Happy Sunday all! Minggu pagi, kami sudah siap2 pindah kontrakan. Kenapa kami memutuskan pindah? Air. Itu alasan utama kami, di tempat yang lama kami kesulitan sekali dalam hal penggunaan air, karena air di sana begitu terbatas akhirnya kami galau untuk mencuci karena merasa tidak enak dengan yang lain dan sebagainya, jadi daripada menimbulkan konflik nantinya akhirnya kami memutuskan untuk mencari tempat baru yang airnya lancar dan harganya juga lebih murah karena memang tempat kami yang lama ini bisa dibilang sangat mahal, Rp. 18jt per tahun dengan fasilitas 2 kamar tidur, 1 tempat kumpul, 1 kamar mandi, 1 dapur, dan air yang terbatas.
Sebelum pindah tentu kami melakukan survey terlebih dahulu, sampai akhirnya kami dapat rumah yang kami impikan, hahaha *berlebihan. Rumah yang kami dapatkan ini seharga Rp. 17jt/tahun, lebih murah sejuta dari rumah yang sebelumnya tapi fasilitas yang berkali lipat lebih baik. Di rumah 2 lantai ini kami punya 6 kamar tidur, 1 kamar mandi, 1 tempat kumpul, 1 ruang tamu, 1 dapur, 1 unit mesin cuci, 1 unit televisi, 1 set sofa, 2 buah spring bed, dan yang terpenting adalah air lancar, oiya biaya listrik dan air pun kami sudah tidak perlu bayar lagi. Wow, kami membuat kontrakan ini seperti rumah kami sendiri, karenanya kami buat senyaman mungkin, sebagai tempat refreshing dari kampung dan tempat melepaskan rindu dengan teman2 yang lain.
Tidak semua kamar kami gunakan, kami hanya menggunakan 3 kamar di lantai atas sebagai kamar tidur, 1 kamar tidur kami sulap sebagai ruang kerja, 1 kamar di bawah kami jadikan tempat sholat, dan 1 kamar lagi sebagai tempat meletakkan barang inventaris jangka panjang. Setelah menurunkan semua barang dari angkot, kami pun membagi tim kedalam dua kelompok, 1 kelompok bertugas ke pasar untuk belajar segala kebutuhan untuk rumah baru ini, sedangkan 1 kelompok lagi bertugas untuk membereskan barang2 pindahan dari rumah yang lama.
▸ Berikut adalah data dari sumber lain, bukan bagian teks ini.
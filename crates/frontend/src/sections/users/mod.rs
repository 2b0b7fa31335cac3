use leptos::prelude::*;

struct UserRow {
    name: &'static str,
    email: &'static str,
    role: &'static str,
    joined: &'static str,
}

fn seed_users() -> Vec<UserRow> {
    vec![
        UserRow { name: "Admin", email: "admin@gmail.com", role: "Administrator", joined: "2024-01-15" },
        UserRow { name: "Ahmed Hassan", email: "ahmed.hassan@example.com", role: "Customer", joined: "2025-02-03" },
        UserRow { name: "Sarah Smith", email: "sarah.smith@example.com", role: "Customer", joined: "2025-03-18" },
        UserRow { name: "Mohammed Ali", email: "mohammed.ali@example.com", role: "Customer", joined: "2025-04-22" },
        UserRow { name: "Fatima Khan", email: "fatima.khan@example.com", role: "Customer", joined: "2025-05-09" },
        UserRow { name: "Omar Abdullah", email: "omar.abdullah@example.com", role: "Customer", joined: "2025-06-27" },
    ]
}

#[component]
#[allow(non_snake_case)]
pub fn UsersSection() -> impl IntoView {
    view! {
        <div class="content users-section">
            <div class="table-container">
                <table class="table__data users-table">
                    <thead class="table__head">
                        <tr>
                            <th class="table__header-cell">"Name"</th>
                            <th class="table__header-cell">"Email"</th>
                            <th class="table__header-cell">"Role"</th>
                            <th class="table__header-cell">"Joined"</th>
                        </tr>
                    </thead>
                    <tbody>
                        {seed_users().into_iter().map(|user| {
                            view! {
                                <tr class="table__row">
                                    <td class="table__cell">{user.name}</td>
                                    <td class="table__cell">{user.email}</td>
                                    <td class="table__cell">{user.role}</td>
                                    <td class="table__cell">{user.joined}</td>
                                </tr>
                            }
                        }).collect_view()}
                    </tbody>
                </table>
            </div>
        </div>
    }
}
use std::sync::Arc;

use shared::{domain::CollectionId, protocol::CollectionListDto};
use tokio::sync::watch;
use tracing::info;

use crate::{
    config::Settings,
    creation::{CreationFlow, CreationOutcome},
    data_source::{DataSourceHandle, PageState, PaginatedDataSource, PaginatorHandle},
    deletion::{ConfirmationDialog, DeletionOrchestrator, DeletionOutcome},
    error::ConsoleError,
    page_params::page_requests,
    refresh::RefreshTrigger,
    row_mutation::{RowMutationTracker, ToggleControl, ToggleOutcome},
    CollectionStore, NavigationTarget, Navigator, ProjectContext,
};

pub const DISPLAYED_COLUMNS: [&str; 4] = ["name", "created", "status", "action"];

pub struct ControllerDeps {
    pub store: Arc<dyn CollectionStore>,
    pub project: Arc<dyn ProjectContext>,
    pub navigator: Arc<dyn Navigator>,
    pub dialog: Arc<dyn ConfirmationDialog>,
}

/// State behind the collections table. Owns the pending-toggle registry and
/// the creation guard; the view only reads state and forwards interactions.
pub struct CollectionsTableController {
    data_source: DataSourceHandle,
    rows: RowMutationTracker,
    deletion: DeletionOrchestrator,
    creation: CreationFlow,
    navigator: Arc<dyn Navigator>,
    are_there_collections: watch::Receiver<bool>,
}

impl CollectionsTableController {
    /// Connects the data source, so this must run inside a tokio runtime.
    pub fn new(deps: ControllerDeps, settings: &Settings) -> Self {
        let (refresh, refresh_signals) = RefreshTrigger::new();
        let data_source = PaginatedDataSource::connect(
            page_requests(deps.navigator.query_params(), settings.default_page_size),
            refresh_signals,
            Arc::clone(&deps.project),
            Arc::clone(&deps.store),
            settings.request_timeout,
        );
        let rows = RowMutationTracker::new(Arc::clone(&deps.store), settings.request_timeout);
        let deletion = DeletionOrchestrator::new(
            Arc::clone(&deps.store),
            deps.dialog,
            refresh,
            settings.request_timeout,
        );
        let creation = CreationFlow::new(
            deps.store,
            deps.project,
            Arc::clone(&deps.navigator),
            settings.creation_names(),
            settings.request_timeout,
        );

        Self {
            data_source,
            rows,
            deletion,
            creation,
            are_there_collections: deps.navigator.are_there_collections(),
            navigator: deps.navigator,
        }
    }

    pub fn displayed_columns(&self) -> &'static [&'static str] {
        &DISPLAYED_COLUMNS
    }

    /// Picks between the table and the empty state.
    pub fn are_there_collections(&self) -> bool {
        *self.are_there_collections.borrow()
    }

    pub fn watch_are_there_collections(&self) -> watch::Receiver<bool> {
        self.are_there_collections.clone()
    }

    pub fn state(&self) -> PageState {
        self.data_source.state()
    }

    pub fn subscribe(&self) -> watch::Receiver<PageState> {
        self.data_source.subscribe()
    }

    pub fn paginator(&self) -> PaginatorHandle {
        self.data_source.paginator()
    }

    pub async fn wait_until_settled(&self) -> Result<PageState, ConsoleError> {
        self.data_source.wait_until_settled().await
    }

    pub async fn wait_for_fetch_after(&self, generation: u64) -> Result<PageState, ConsoleError> {
        self.data_source.wait_for_fetch_after(generation).await
    }

    pub async fn wait_for(
        &self,
        predicate: impl FnMut(&PageState) -> bool,
    ) -> Result<PageState, ConsoleError> {
        self.data_source.wait_for(predicate).await
    }

    pub fn is_toggle_pending(&self, collection_id: &CollectionId) -> bool {
        self.rows.is_pending(collection_id)
    }

    pub fn is_creating(&self) -> bool {
        self.creation.is_creating()
    }

    fn visible_row(&self, collection_id: &CollectionId) -> Result<CollectionListDto, ConsoleError> {
        self.data_source
            .row(collection_id)
            .ok_or_else(|| ConsoleError::UnknownCollection(collection_id.clone()))
    }

    pub async fn toggle_status(
        &self,
        collection_id: &CollectionId,
        control: &dyn ToggleControl,
    ) -> Result<ToggleOutcome, ConsoleError> {
        let row = self.visible_row(collection_id)?;
        let outcome = self.rows.toggle_status(&row, control).await?;
        if let ToggleOutcome::Updated { status } = outcome {
            self.data_source.apply_status(collection_id, status);
        }
        Ok(outcome)
    }

    pub async fn delete_collection(
        &self,
        collection_id: &CollectionId,
    ) -> Result<DeletionOutcome, ConsoleError> {
        let row = self.visible_row(collection_id)?;
        self.deletion.request_deletion(&row).await
    }

    pub async fn create_collection(&self) -> Result<CreationOutcome, ConsoleError> {
        self.creation.create_collection().await
    }

    pub async fn open_builder(&self, collection_id: &CollectionId) -> Result<(), ConsoleError> {
        info!(collection_id = %collection_id, "opening flow builder");
        self.navigator
            .navigate(NavigationTarget::flow_builder(collection_id))
            .await
            .map_err(ConsoleError::Navigation)
    }
}

#[cfg(test)]
#[path = "tests/controller_tests.rs"]
mod tests;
Aku, wiwik, deasi, dan mikedapat tugas untuk belanja ke pasar. Nah di pasar aku pun ketemu dengan kepala sekolahku, ibu Suhemi. Ngobrol sebentar masalah sekolah, dan kami berpisah.
Belanja barang kebutuhan ternyata lama juga, dan perlu seni menawar tentunya. Pulang belanja kami bersantai sejenak di rumah baru kami. Kami sudah berencana untuk mendekorasinya agar rumah ini bisa menyemangati kami berjuang selama setahun di sini, dan aku tidak sabar menunggu rumah ini jadi sepenuhnya, tak sabar juga mengalami segala dinamika selama setahun ini. Oh Allah, please guide us to do our best, amen.
Malamnya kami bersilaturahmi ke tetangga sekitar, memperkenalkan diri dan sedikit bercengkerama dengan warga sekitar. Pulang silaturahmi kami makan malam bersama, hasil masakan mitha dan wiwik. Betapa beruntungnya aku teman2ku ini dengan ikhlas mau membersihkan rumah, terkadang mencucikan baju, dan memasak untuk kami, jadi pengeluaran kami lebih hemat. Kami bertujuh memang berbeda, sangat berbeda karakter, tapi ternyata perbedaan itu memang indah kawan, selama kita bisa menghargainya, dan yak, memang keahliah orang2 itu berbeda dan banyak sekali. Beruntunglah aku punya teman wiwik yang dikala galau malah jadi produktif ingin membersihkan rumah, ada juga deasi yang hobinya mencuci dan menstrika baju, lalu ada mitha yang senang sekali ketika tau di rumah ini ada dapur karena ia memang suka memasak, lalu ada corry yang inisiatif serta toleransinya tinggi, jadi dia bisa bantu apapun dan siapapun.
Hari ini juga aku telpon2an dengan mas arif, kakak pertamaku di tarak, dan teman2 di Sangihe. Senang sekali rasanya ketika bisa menelepon teman yang juga sedang berjuang di tempat lain. Setiap kali diri ini merasa lelah, diri ini secara otomatis mengingat bahwa aku tidak sendiri, masih ada 73 temanku yang lain yang juga merasakan hal yang sama, merasakan kelelahan yang sama, masalah yang sama, drama yang sama, juga kesenangan yang sama, pelajaran yang sama, dan momen yang penuh makna tentunya.